**DATA SECTION**
§

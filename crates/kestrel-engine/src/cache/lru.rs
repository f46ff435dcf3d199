//! In-process LRU cache with TTL support
//!
//! The community-tier cache, also used as L1 in two-phase caching. Counters
//! here are single-process correct only; distributed deployments route
//! counters through the Redis layer.

use super::{make_key, require_tenant, Cache, CacheError};
use async_trait::async_trait;
use std::collections::{HashMap, VecDeque};
use std::time::{Duration, Instant};
use tokio::sync::Mutex;

const DEFAULT_MAX_SIZE: usize = 10_000;

struct CacheEntry {
    value: Vec<u8>,
    expires_at: Instant,
}

struct CounterEntry {
    count: i64,
    expires_at: Instant,
}

struct LruInner {
    entries: HashMap<String, CacheEntry>,
    /// Most recently used keys at the front
    order: VecDeque<String>,
    counters: HashMap<String, CounterEntry>,
}

/// Thread-safe LRU cache with per-entry TTL.
pub struct LruCache {
    max_size: usize,
    inner: Mutex<LruInner>,
}

impl LruCache {
    pub fn new(max_size: usize) -> Self {
        let max_size = if max_size == 0 {
            DEFAULT_MAX_SIZE
        } else {
            max_size
        };

        Self {
            max_size,
            inner: Mutex::new(LruInner {
                entries: HashMap::new(),
                order: VecDeque::new(),
                counters: HashMap::new(),
            }),
        }
    }

    /// Current entry count and capacity.
    pub async fn stats(&self) -> (usize, usize) {
        let inner = self.inner.lock().await;
        (inner.entries.len(), self.max_size)
    }
}

impl LruInner {
    fn touch(&mut self, key: &str) {
        if let Some(pos) = self.order.iter().position(|k| k == key) {
            self.order.remove(pos);
        }
        self.order.push_front(key.to_string());
    }

    fn remove(&mut self, key: &str) {
        self.entries.remove(key);
        if let Some(pos) = self.order.iter().position(|k| k == key) {
            self.order.remove(pos);
        }
    }

    fn evict_oldest(&mut self) {
        if let Some(key) = self.order.pop_back() {
            self.entries.remove(&key);
        }
    }
}

#[async_trait]
impl Cache for LruCache {
    async fn get(&self, tenant_id: &str, key: &str) -> Result<Option<Vec<u8>>, CacheError> {
        require_tenant(tenant_id)?;
        let full_key = make_key(tenant_id, key);

        let mut inner = self.inner.lock().await;

        let expired = match inner.entries.get(&full_key) {
            None => return Ok(None),
            Some(entry) => Instant::now() > entry.expires_at,
        };

        if expired {
            inner.remove(&full_key);
            return Ok(None);
        }

        inner.touch(&full_key);
        Ok(inner.entries.get(&full_key).map(|e| e.value.clone()))
    }

    async fn set(
        &self,
        tenant_id: &str,
        key: &str,
        value: Vec<u8>,
        ttl: Duration,
    ) -> Result<(), CacheError> {
        require_tenant(tenant_id)?;
        let full_key = make_key(tenant_id, key);

        let mut inner = self.inner.lock().await;

        inner.entries.insert(
            full_key.clone(),
            CacheEntry {
                value,
                expires_at: Instant::now() + ttl,
            },
        );
        inner.touch(&full_key);

        while inner.entries.len() > self.max_size {
            inner.evict_oldest();
        }

        Ok(())
    }

    async fn delete(&self, tenant_id: &str, key: &str) -> Result<(), CacheError> {
        require_tenant(tenant_id)?;
        let full_key = make_key(tenant_id, key);

        let mut inner = self.inner.lock().await;
        inner.remove(&full_key);
        Ok(())
    }

    async fn increment_counter(
        &self,
        tenant_id: &str,
        key: &str,
        window: Duration,
    ) -> Result<i64, CacheError> {
        require_tenant(tenant_id)?;
        let full_key = make_key(tenant_id, &format!("counter:{key}"));

        let mut inner = self.inner.lock().await;
        let now = Instant::now();

        match inner.counters.get_mut(&full_key) {
            Some(entry) if now <= entry.expires_at => {
                entry.count += 1;
                Ok(entry.count)
            }
            _ => {
                // Start a new counter window
                inner.counters.insert(
                    full_key,
                    CounterEntry {
                        count: 1,
                        expires_at: now + window,
                    },
                );
                Ok(1)
            }
        }
    }

    async fn ping(&self) -> Result<(), CacheError> {
        Ok(())
    }

    async fn close(&self) -> Result<(), CacheError> {
        let mut inner = self.inner.lock().await;
        inner.entries.clear();
        inner.order.clear();
        inner.counters.clear();
        Ok(())
    }
}

#[cfg(test)]
mod tests {
    use super::*;

    #[tokio::test]
    async fn test_set_get_delete() {
        let cache = LruCache::new(10);

        cache
            .set("t1", "k1", b"v1".to_vec(), Duration::from_secs(60))
            .await
            .unwrap();
        assert_eq!(cache.get("t1", "k1").await.unwrap(), Some(b"v1".to_vec()));

        cache.delete("t1", "k1").await.unwrap();
        assert_eq!(cache.get("t1", "k1").await.unwrap(), None);
    }

    #[tokio::test]
    async fn test_tenant_isolation() {
        let cache = LruCache::new(10);

        cache
            .set("t1", "k", b"t1-value".to_vec(), Duration::from_secs(60))
            .await
            .unwrap();

        assert_eq!(cache.get("t2", "k").await.unwrap(), None);
    }

    #[tokio::test]
    async fn test_empty_tenant_is_an_error() {
        let cache = LruCache::new(10);
        assert!(matches!(
            cache.get("", "k").await,
            Err(CacheError::TenantRequired)
        ));
    }

    #[tokio::test]
    async fn test_expired_entries_are_gone() {
        let cache = LruCache::new(10);

        cache
            .set("t1", "k", b"v".to_vec(), Duration::from_millis(10))
            .await
            .unwrap();
        tokio::time::sleep(Duration::from_millis(30)).await;

        assert_eq!(cache.get("t1", "k").await.unwrap(), None);
    }

    #[tokio::test]
    async fn test_eviction_over_capacity() {
        let cache = LruCache::new(2);

        for key in ["a", "b", "c"] {
            cache
                .set("t1", key, key.as_bytes().to_vec(), Duration::from_secs(60))
                .await
                .unwrap();
        }

        let (size, capacity) = cache.stats().await;
        assert_eq!(size, 2);
        assert_eq!(capacity, 2);
        // The oldest entry was evicted
        assert_eq!(cache.get("t1", "a").await.unwrap(), None);
        assert!(cache.get("t1", "c").await.unwrap().is_some());
    }

    #[tokio::test]
    async fn test_recently_used_survives_eviction() {
        let cache = LruCache::new(2);

        cache
            .set("t1", "a", b"a".to_vec(), Duration::from_secs(60))
            .await
            .unwrap();
        cache
            .set("t1", "b", b"b".to_vec(), Duration::from_secs(60))
            .await
            .unwrap();

        // Touch "a" so "b" becomes the eviction candidate
        cache.get("t1", "a").await.unwrap();
        cache
            .set("t1", "c", b"c".to_vec(), Duration::from_secs(60))
            .await
            .unwrap();

        assert!(cache.get("t1", "a").await.unwrap().is_some());
        assert_eq!(cache.get("t1", "b").await.unwrap(), None);
    }

    #[tokio::test]
    async fn test_counter_window() {
        let cache = LruCache::new(10);

        assert_eq!(
            cache
                .increment_counter("t1", "tx", Duration::from_secs(60))
                .await
                .unwrap(),
            1
        );
        assert_eq!(
            cache
                .increment_counter("t1", "tx", Duration::from_secs(60))
                .await
                .unwrap(),
            2
        );

        // A different tenant gets its own counter
        assert_eq!(
            cache
                .increment_counter("t2", "tx", Duration::from_secs(60))
                .await
                .unwrap(),
            1
        );
    }

    #[tokio::test]
    async fn test_counter_window_resets_after_expiry() {
        let cache = LruCache::new(10);

        cache
            .increment_counter("t1", "tx", Duration::from_millis(10))
            .await
            .unwrap();
        tokio::time::sleep(Duration::from_millis(30)).await;

        assert_eq!(
            cache
                .increment_counter("t1", "tx", Duration::from_millis(10))
                .await
                .unwrap(),
            1
        );
    }

    #[tokio::test]
    async fn test_typed_transaction_cache() {
        let cache = LruCache::new(10);
        let data = super::super::DataCache {
            debtor_id: "A".to_string(),
            creditor_id: "B".to_string(),
            debtor_account_id: "ACC-A".to_string(),
            creditor_account_id: "ACC-B".to_string(),
            amount: 125.0,
            currency: "EUR".to_string(),
            timestamp: "2025-01-01T00:00:00Z".to_string(),
        };

        cache
            .set_transaction("t1", "tx9", &data, Duration::from_secs(60))
            .await
            .unwrap();
        let cached = cache.get_transaction("t1", "tx9").await.unwrap();
        assert_eq!(cached, Some(data));
    }
}
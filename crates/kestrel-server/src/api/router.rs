//! Router creation
//!
//! Health endpoints are open; everything else runs behind the tenant
//! middleware. CORS, HTTP tracing, id propagation, and panic recovery wrap
//! the whole router.

use super::handlers;
use super::middleware::{tenant_middleware, tracing_middleware};
use crate::state::AppState;
use axum::http::StatusCode;
use axum::middleware;
use axum::response::IntoResponse;
use axum::routing::{get, post};
use axum::{Json, Router};
use serde_json::json;
use tower_http::catch_panic::CatchPanicLayer;
use tower_http::cors::CorsLayer;
use tower_http::trace::TraceLayer;

/// Create the REST API router.
pub fn create_router(state: AppState) -> Router {
    let api = Router::new()
        .route("/evaluate", post(handlers::evaluate))
        .route("/evaluations/{id}", get(handlers::get_evaluation))
        .route("/transactions/{id}", get(handlers::get_transaction))
        .route("/rules", get(handlers::list_rules).post(handlers::create_rule))
        .route("/rules/reload", post(handlers::reload_rules))
        .route("/rules/{id}", get(handlers::get_rule))
        .route(
            "/typologies",
            get(handlers::list_typologies).post(handlers::create_typology),
        )
        .route("/typologies/reload", post(handlers::reload_typologies))
        .route(
            "/typologies/{id}",
            get(handlers::get_typology)
                .put(handlers::update_typology)
                .delete(handlers::delete_typology),
        )
        .layer(middleware::from_fn(tenant_middleware));

    Router::new()
        .route("/health", get(handlers::health))
        .route("/ready", get(handlers::ready))
        .merge(api)
        .with_state(state)
        .layer(middleware::from_fn(tracing_middleware))
        .layer(CorsLayer::permissive())
        .layer(TraceLayer::new_for_http())
        .layer(CatchPanicLayer::custom(handle_panic))
}

/// Uncaught handler faults surface as a generic 500.
fn handle_panic(_err: Box<dyn std::any::Any + Send + 'static>) -> axum::response::Response {
    tracing::error!("panic recovered in request handler");
    (
        StatusCode::INTERNAL_SERVER_ERROR,
        Json(json!({ "error": "internal server error" })),
    )
        .into_response()
}
//! Runtime value type for Kestrel expressions
//!
//! `Value` represents every runtime value an expression can touch. It maps
//! onto JSON, with one numeric kind: integers and reals are both `Number`.

use serde::{Deserialize, Serialize};
use std::collections::HashMap;

/// Runtime value type
#[derive(Debug, Clone, PartialEq, Serialize, Deserialize)]
#[serde(untagged)]
pub enum Value {
    /// Null value
    Null,
    /// Boolean value
    Bool(bool),
    /// Number value (f64, covers both int and float)
    Number(f64),
    /// String value
    String(String),
    /// Array of values
    Array(Vec<Value>),
    /// Object (key-value map)
    Object(HashMap<String, Value>),
}

impl Value {
    /// Name of the value's type, for diagnostics.
    pub fn type_name(&self) -> &'static str {
        match self {
            Value::Null => "null",
            Value::Bool(_) => "bool",
            Value::Number(_) => "number",
            Value::String(_) => "string",
            Value::Array(_) => "array",
            Value::Object(_) => "object",
        }
    }

    /// Truthiness used by conditional jumps: only `Bool(true)` is true.
    pub fn is_truthy(&self) -> bool {
        matches!(self, Value::Bool(true))
    }

    /// Convert a `serde_json::Value` into a runtime value.
    pub fn from_json(json: serde_json::Value) -> Self {
        match json {
            serde_json::Value::Null => Value::Null,
            serde_json::Value::Bool(b) => Value::Bool(b),
            serde_json::Value::Number(n) => Value::Number(n.as_f64().unwrap_or(0.0)),
            serde_json::Value::String(s) => Value::String(s),
            serde_json::Value::Array(items) => {
                Value::Array(items.into_iter().map(Value::from_json).collect())
            }
            serde_json::Value::Object(map) => Value::Object(
                map.into_iter()
                    .map(|(k, v)| (k, Value::from_json(v)))
                    .collect(),
            ),
        }
    }
}

impl From<f64> for Value {
    fn from(n: f64) -> Self {
        Value::Number(n)
    }
}

impl From<bool> for Value {
    fn from(b: bool) -> Self {
        Value::Bool(b)
    }
}

impl From<&str> for Value {
    fn from(s: &str) -> Self {
        Value::String(s.to_string())
    }
}

impl From<String> for Value {
    fn from(s: String) -> Self {
        Value::String(s)
    }
}

#[cfg(test)]
mod tests {
    use super::*;

    #[test]
    fn test_truthiness() {
        assert!(Value::Bool(true).is_truthy());
        assert!(!Value::Bool(false).is_truthy());
        assert!(!Value::Number(1.0).is_truthy());
        assert!(!Value::Null.is_truthy());
    }

    #[test]
    fn test_from_json() {
        let json: serde_json::Value = serde_json::json!({
            "amount": 42.5,
            "flags": [true, false],
            "currency": "EUR"
        });

        let value = Value::from_json(json);
        match value {
            Value::Object(map) => {
                assert_eq!(map.get("amount"), Some(&Value::Number(42.5)));
                assert_eq!(map.get("currency"), Some(&Value::String("EUR".to_string())));
                assert!(matches!(map.get("flags"), Some(Value::Array(_))));
            }
            _ => panic!("Expected Object"),
        }
    }

    #[test]
    fn test_value_serde_untagged() {
        let val = Value::Object({
            let mut map = HashMap::new();
            map.insert("count".to_string(), Value::Number(42.0));
            map.insert("active".to_string(), Value::Bool(true));
            map
        });

        let json = serde_json::to_string(&val).unwrap();
        assert!(json.contains("count"));

        let back: Value = serde_json::from_str(&json).unwrap();
        assert_eq!(val, back);
    }
}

§

**WHAT TO PRODUCE**
I'd like every line with the string "currency" copied from the listing.

**COMPLETED EXERCISE**
            currency: "EUR".to_string(),
            "currency": "EUR"
                assert_eq!(map.get("currency"), Some(&Value::String("EUR".to_string())));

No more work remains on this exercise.